Written by: Kelsey Schaffstall Young MS, RDN, LDN

What is ultra-processed food?

Nearly all food is processed to some degree, however the more processing a food has undergone, the more likely it is to include additives that could have negative health effects.

Minimally processed foods include fresh meat, milk, whole grains, legumes, nuts, fruits, and vegetables. In minimally processed food, the nutritional properties of the original food is not altered, and the food remains recognizable to its original form.5 Some methods of processing used to produce minimally processed foods include cleaning, removal of inedible fractions, portioning, refrigeration, freezing, pasteurization, fermenting, pre-cooking, drying, skimming, bottling, and packaging.5

Ultra-processed foods are often sold as products that are ready-to-eat or ready-to-heat. These foods are derived from substances extracted from whole foods such as oils, fats, starches, and sugars which have no real resemblance to the original ingredients.5 Additives are often required to improve the texture and shelf stability of ultra-processed food products such as packaged snacks, cookies, sauces, and dressings.

What is the prevalence of food additives?

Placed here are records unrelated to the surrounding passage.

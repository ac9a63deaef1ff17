//! Parser implementation for building the Abstract Syntax Tree.
//!
//! This module contains the main Parser struct, the `parse` entry point,
//! and the productions for the program header and the declaration list.
//! The parser is a predictive recursive-descent parser: every grammar rule
//! is one function, and the single token of lookahead decides which
//! alternative to take.

use crate::{
    ast::{
        ast::{Declaration, Declarations, Program},
        expressions::Variable,
        types::Type,
    },
    errors::errors::{Error, ErrorImpl},
    lexer::tokens::{Token, TokenKind},
};

use super::stmt::parse_statements;

/// The parser's entire mutable state: the token stream and the cursor
/// marking the current lookahead token.
pub struct Parser {
    /// The list of tokens to parse
    tokens: Vec<Token>,
    /// Current position in the token stream
    pos: i32,
}

impl Parser {
    pub fn new(tokens: Vec<Token>) -> Self {
        Parser { tokens, pos: 0 }
    }

    /// Returns the current lookahead token without consuming it.
    pub fn current_token(&self) -> &Token {
        self.tokens.get(self.pos as usize).unwrap()
    }

    /// Returns the kind of the current lookahead token.
    pub fn current_token_kind(&self) -> TokenKind {
        self.tokens.get(self.pos as usize).unwrap().kind
    }

    /// Consumes the current token and returns it.
    pub fn advance(&mut self) -> &Token {
        self.pos += 1;
        self.tokens.get((self.pos - 1) as usize).unwrap()
    }

    /// The core `match` primitive of the grammar.
    ///
    /// Consumes and returns the current token if its kind equals
    /// `expected_kind`; otherwise reports a syntax error naming both the
    /// expected kind and the actual token. Keeping the error in the
    /// `Result` channel frees every call site of explicit branching.
    pub fn expect(&mut self, expected_kind: TokenKind) -> Result<Token, Error> {
        let token = self.current_token();
        if token.kind != expected_kind {
            Err(Error::new(
                ErrorImpl::SyntaxError {
                    expected: expected_kind.to_string(),
                    found: token.value.clone(),
                },
                token.span.start.clone(),
            ))
        } else {
            Ok(self.advance().clone())
        }
    }
}

/// Parses a complete token stream into a Program.
///
/// Fails with the first syntax error encountered; parsing is not
/// resumable after a failure.
pub fn parse(tokens: Vec<Token>) -> Result<Program, Error> {
    let mut parser = Parser::new(tokens);
    let program = parse_program(&mut parser)?;

    // Anything after the closing brace of main is a syntax error.
    parser.expect(TokenKind::EOF)?;

    Ok(program)
}

/// Program --> int main ( ) { Declarations Block }
fn parse_program(parser: &mut Parser) -> Result<Program, Error> {
    let header = [
        TokenKind::Int,
        TokenKind::Main,
        TokenKind::OpenParen,
        TokenKind::CloseParen,
        TokenKind::OpenCurly,
    ];
    for kind in header {
        parser.expect(kind)?;
    }

    let declarations = parse_declarations(parser)?;
    let body = parse_statements(parser)?;

    parser.expect(TokenKind::CloseCurly)?;

    Ok(Program::new(declarations, body))
}

/// Declarations --> { Declaration }
pub fn parse_declarations(parser: &mut Parser) -> Result<Declarations, Error> {
    let mut declarations = Declarations::new();

    while parser.current_token_kind().is_type_keyword() {
        parse_declaration(parser, &mut declarations)?;
    }

    Ok(declarations)
}

/// Declaration --> Type Identifier { , Identifier } ;
fn parse_declaration(parser: &mut Parser, declarations: &mut Declarations) -> Result<(), Error> {
    let ty = parse_type(parser)?;

    let name = parser.expect(TokenKind::Identifier)?.value;
    declarations.push(Declaration::new(Variable::new(name), ty));

    while parser.current_token_kind() == TokenKind::Comma {
        parser.advance();
        let name = parser.expect(TokenKind::Identifier)?.value;
        declarations.push(Declaration::new(Variable::new(name), ty));
    }

    parser.expect(TokenKind::Semicolon)?;
    Ok(())
}

/// Type --> int | bool | float | char
fn parse_type(parser: &mut Parser) -> Result<Type, Error> {
    let ty = match parser.current_token_kind() {
        TokenKind::Int => Type::Int,
        TokenKind::Bool => Type::Bool,
        TokenKind::Float => Type::Float,
        TokenKind::Char => Type::Char,
        _ => {
            let token = parser.current_token();
            return Err(Error::new(
                ErrorImpl::SyntaxError {
                    expected: String::from("Type"),
                    found: token.value.clone(),
                },
                token.span.start.clone(),
            ));
        }
    };

    parser.advance();
    Ok(ty)
}
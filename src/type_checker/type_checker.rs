use std::collections::HashMap;

use crate::{
    ast::{
        ast::{Declarations, Program},
        expressions::{Expression, Operator, Variable},
        statements::{Block, Statement},
        types::Type,
    },
    errors::errors::{Error, ErrorImpl},
    Position,
};

/// Compile-time map from variable identity to declared type.
///
/// A derived, throwaway index built once per check run; never part of the
/// AST and never mutated after construction.
pub type TypeMap = HashMap<Variable, Type>;

/// Builds the TypeMap from a declaration list in one pass.
///
/// Deliberately a dumb last-write-wins index: duplicate names are rejected
/// by `check_declarations` before the map is ever consulted in a valid run.
pub fn typing(declarations: &Declarations) -> TypeMap {
    let mut map = TypeMap::new();
    for declaration in declarations {
        map.insert(declaration.variable.clone(), declaration.ty);
    }
    map
}

/// Validates the whole program: declarations first, then the body against
/// the type map built from them.
pub fn check_program(program: &Program) -> Result<(), Error> {
    check_declarations(&program.declarations)?;
    let type_map = typing(&program.declarations);
    check_block(&program.body, &type_map)
}

/// Rejects duplicate declarations.
///
/// Scans every pair of positions in order (i ascending, then j ascending)
/// so the first duplicate reported is deterministic.
pub fn check_declarations(declarations: &Declarations) -> Result<(), Error> {
    for i in 0..declarations.len() {
        for j in (i + 1)..declarations.len() {
            if declarations[i].variable == declarations[j].variable {
                return Err(Error::new(
                    ErrorImpl::DuplicateDeclaration {
                        variable: declarations[j].variable.name.clone(),
                    },
                    Position::null(),
                ));
            }
        }
    }
    Ok(())
}

/// Computes the static type of an expression.
///
/// Pure: same expression and map always yield the same type. Assumes the
/// operands have already been validated; only variable lookups can fail.
pub fn type_of(expression: &Expression, type_map: &TypeMap) -> Result<Type, Error> {
    match expression {
        Expression::Value(value) => Ok(value.get_type()),
        Expression::Variable(variable) => {
            type_map
                .get(variable)
                .copied()
                .ok_or_else(|| undeclared(variable))
        }
        Expression::Binary { op, left, .. } => {
            if op.is_arithmetic_op() {
                // Arithmetic typing is driven by the LEFT operand alone:
                // float + int is float, but int + float is int.
                if type_of(left, type_map)? == Type::Float {
                    Ok(Type::Float)
                } else {
                    Ok(Type::Int)
                }
            } else if op.is_relational_op() || op.is_boolean_op() {
                Ok(Type::Bool)
            } else {
                unreachable!("binary operator {} matches no category", op)
            }
        }
        Expression::Unary { op, term } => {
            if op.is_not_op() {
                Ok(Type::Bool)
            } else if op.is_negate_op() {
                type_of(term, type_map)
            } else if op.is_int_op() {
                Ok(Type::Int)
            } else if op.is_float_op() {
                Ok(Type::Float)
            } else if op.is_char_op() {
                Ok(Type::Char)
            } else {
                unreachable!("unary operator {} matches no category", op)
            }
        }
    }
}

/// Validates the legality of an expression, operands first.
pub fn check_expression(expression: &Expression, type_map: &TypeMap) -> Result<(), Error> {
    match expression {
        Expression::Value(_) => Ok(()),
        Expression::Variable(variable) => {
            if type_map.contains_key(variable) {
                Ok(())
            } else {
                Err(undeclared(variable))
            }
        }
        Expression::Binary { op, left, right } => {
            check_expression(left, type_map)?;
            check_expression(right, type_map)?;
            let left_type = type_of(left, type_map)?;
            let right_type = type_of(right, type_map)?;

            if op.is_arithmetic_op() {
                if left_type != Type::Int && left_type != Type::Float {
                    return Err(operand_error(op, left_type));
                }
                Ok(())
            } else if op.is_relational_op() {
                if left_type != right_type {
                    return Err(operand_error(op, right_type));
                }
                Ok(())
            } else if op.is_boolean_op() {
                if left_type != Type::Bool {
                    return Err(operand_error(op, left_type));
                }
                if right_type != Type::Bool {
                    return Err(operand_error(op, right_type));
                }
                Ok(())
            } else {
                unreachable!("binary operator {} matches no category", op)
            }
        }
        Expression::Unary { op, term } => {
            check_expression(term, type_map)?;
            let term_type = type_of(term, type_map)?;

            if op.is_not_op() {
                if term_type != Type::Bool {
                    return Err(operand_error(op, term_type));
                }
                Ok(())
            } else if op.is_negate_op() {
                if term_type != Type::Int && term_type != Type::Float {
                    return Err(operand_error(op, term_type));
                }
                Ok(())
            } else if op.is_int_op() {
                // Conversions are only legal when they actually convert;
                // int(int-expr) is rejected.
                if term_type != Type::Float && term_type != Type::Char {
                    return Err(conversion_error(op, term_type));
                }
                Ok(())
            } else if op.is_float_op() {
                if term_type != Type::Int {
                    return Err(conversion_error(op, term_type));
                }
                Ok(())
            } else if op.is_char_op() {
                if term_type != Type::Int {
                    return Err(conversion_error(op, term_type));
                }
                Ok(())
            } else {
                unreachable!("unary operator {} matches no category", op)
            }
        }
    }
}

/// Validates every member of a block in sequence order; the first failing
/// member aborts the whole block.
pub fn check_block(block: &Block, type_map: &TypeMap) -> Result<(), Error> {
    for statement in block.iter() {
        check_statement(statement, type_map)?;
    }
    Ok(())
}

/// Validates a statement against the type map.
pub fn check_statement(statement: &Statement, type_map: &TypeMap) -> Result<(), Error> {
    match statement {
        Statement::Skip => Ok(()),
        Statement::Assignment { target, source } => {
            let target_type = *type_map.get(target).ok_or_else(|| undeclared(target))?;
            check_expression(source, type_map)?;
            let source_type = type_of(source, type_map)?;

            if target_type != source_type {
                // The only tolerated mixed-mode assignments are the two
                // int widenings: int into bool and int into float.
                let tolerated = source_type == Type::Int
                    && (target_type == Type::Bool || target_type == Type::Float);
                if !tolerated {
                    return Err(Error::new(
                        ErrorImpl::MixedModeAssignment {
                            target: target.name.clone(),
                            target_type: target_type.to_string(),
                            source_type: source_type.to_string(),
                        },
                        Position::null(),
                    ));
                }
            }
            Ok(())
        }
        Statement::Block(block) => check_block(block, type_map),
        Statement::Conditional {
            test,
            then_branch,
            else_branch,
        } => {
            check_expression(test, type_map)?;
            if type_of(test, type_map)? != Type::Bool {
                return Err(non_bool_test("conditional"));
            }
            // Both branches are checked even though only one executes.
            check_statement(then_branch, type_map)?;
            check_statement(else_branch, type_map)
        }
        Statement::Loop { test, body } => {
            check_expression(test, type_map)?;
            if type_of(test, type_map)? != Type::Bool {
                return Err(non_bool_test("while loop"));
            }
            check_statement(body, type_map)
        }
    }
}

fn undeclared(variable: &Variable) -> Error {
    Error::new(
        ErrorImpl::UndeclaredVariable {
            variable: variable.name.clone(),
        },
        Position::null(),
    )
}

fn operand_error(op: &Operator, operand: Type) -> Error {
    Error::new(
        ErrorImpl::OperandTypeError {
            operator: op.value.clone(),
            operand: operand.to_string(),
        },
        Position::null(),
    )
}

fn conversion_error(op: &Operator, operand: Type) -> Error {
    Error::new(
        ErrorImpl::InvalidConversion {
            operator: op.value.clone(),
            operand: operand.to_string(),
        },
        Position::null(),
    )
}

fn non_bool_test(construct: &str) -> Error {
    Error::new(
        ErrorImpl::NonBoolTest {
            construct: String::from(construct),
        },
        Position::null(),
    )
}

The use of additives in food processing is regulated by the FDA and, under the 1958 Food Additive Amendment, more than 10,000 chemicals are allowed to be added to food in the United States, either directly or indirectly.6

Several surveys (conducted in Europe, the US, Canada, New Zealand, and Brazil) have suggested that ultra-processed food products contribute between 25-50% of total daily calorie intake. The consumption of ultra-processed foods is increasing among US adults as well, from 53.5% of calories in 2001-2002 to 57% of calories in 2017-2018.4

What are the health effects of processed food consumption?

A large prospective study showed a 10% increase in ultra-processed foods in the diet was associated with a significant increase of ~10% in risks of overall and breast cancer and 10-15% in the risk of heart disease and diabetes.2,3

Research is emerging regarding one category of food additives. Emulsifiers, such as carboxymethylcellulose (CMC), soy lecithin, mono- and diglycerides, and polysorbates, are used to improve the texture and shelf life of food products such as nut milks, ice cream, sauces, and dressings, have been shown to negatively impact gut health.1

In a small randomized controlled trial, 16 healthy volunteers ate the same emulsifier-free diet in an inpatient setting, but the intervention group received 15g carboxymethylcellulose (CMC) daily for 10 days.1 Subjects fed CMC displayed greater changes in microbiota composition than controls, reduced microbial richness, and the reduction of beneficial metabolites including short chain fatty acids and essential amino acids. 1 Two subjects also displayed bacterial encroachment into the inner mucus layer of the gut, which is a common feature of IBS. 1

Strategies to limit additives

In this day and age, it would be nearly impossible to avoid food additives completely, but there are a few simple ways that you can minimize food additive intake. First, when comparing products, a shorter ingredient list usually indicates less additives. Choose products with whole food ingredients as often as possible and opt for convenient forms of minimally processed ingredients to promote home cooking (plain frozen fruit and vegetables, precut fruit and vegetables, frozen meats, etc.). Practice meal prep strategies to simplify home cooking, and start making your own sauces, dressings, doughs, and batters from scratch. Finally, enjoy fast food and restaurant meals in moderation. Consider making an appointment with a Registered Dietitian who can assist you in making sustainable dietary changes that fit your lifestyle.

 

References

  1. Chassaing, Benoit, et al. “Randomized controlled-feeding study of dietary emulsifier carboxymethylcellulose reveals detrimental impacts on the gut microbiota and metabolome.” Gastroenterology 162.3 (2022): 743-756.
  2. Chazelas, Eloi, et al. “Nitrites and nitrates from food additives and natural sources and cancer risk: results from the NutriNet-Santé cohort.” International Journal of Epidemiology (2022).
  3. Fiolet, Thibault, et al. “Consumption of ultra-processed foods and cancer risk: results from NutriNet-Santé prospective cohort.” bmj 360 (2018).
  4. Juul, Filippa, et al. “Ultra-processed food consumption among US adults from 2001 to 2018.” The American Journal of Clinical Nutrition 115.1 (2022): 211-221.
  5. Monteiro, Carlos A. “Nutrition and health. The issue is not food, nor nutrients, so much as processing.” Public health nutrition 12.5 (2009): 729-731.
  6. Trasande, Leonardo, et al. “Food additives and child health.” Pediatrics 142.2 (2018).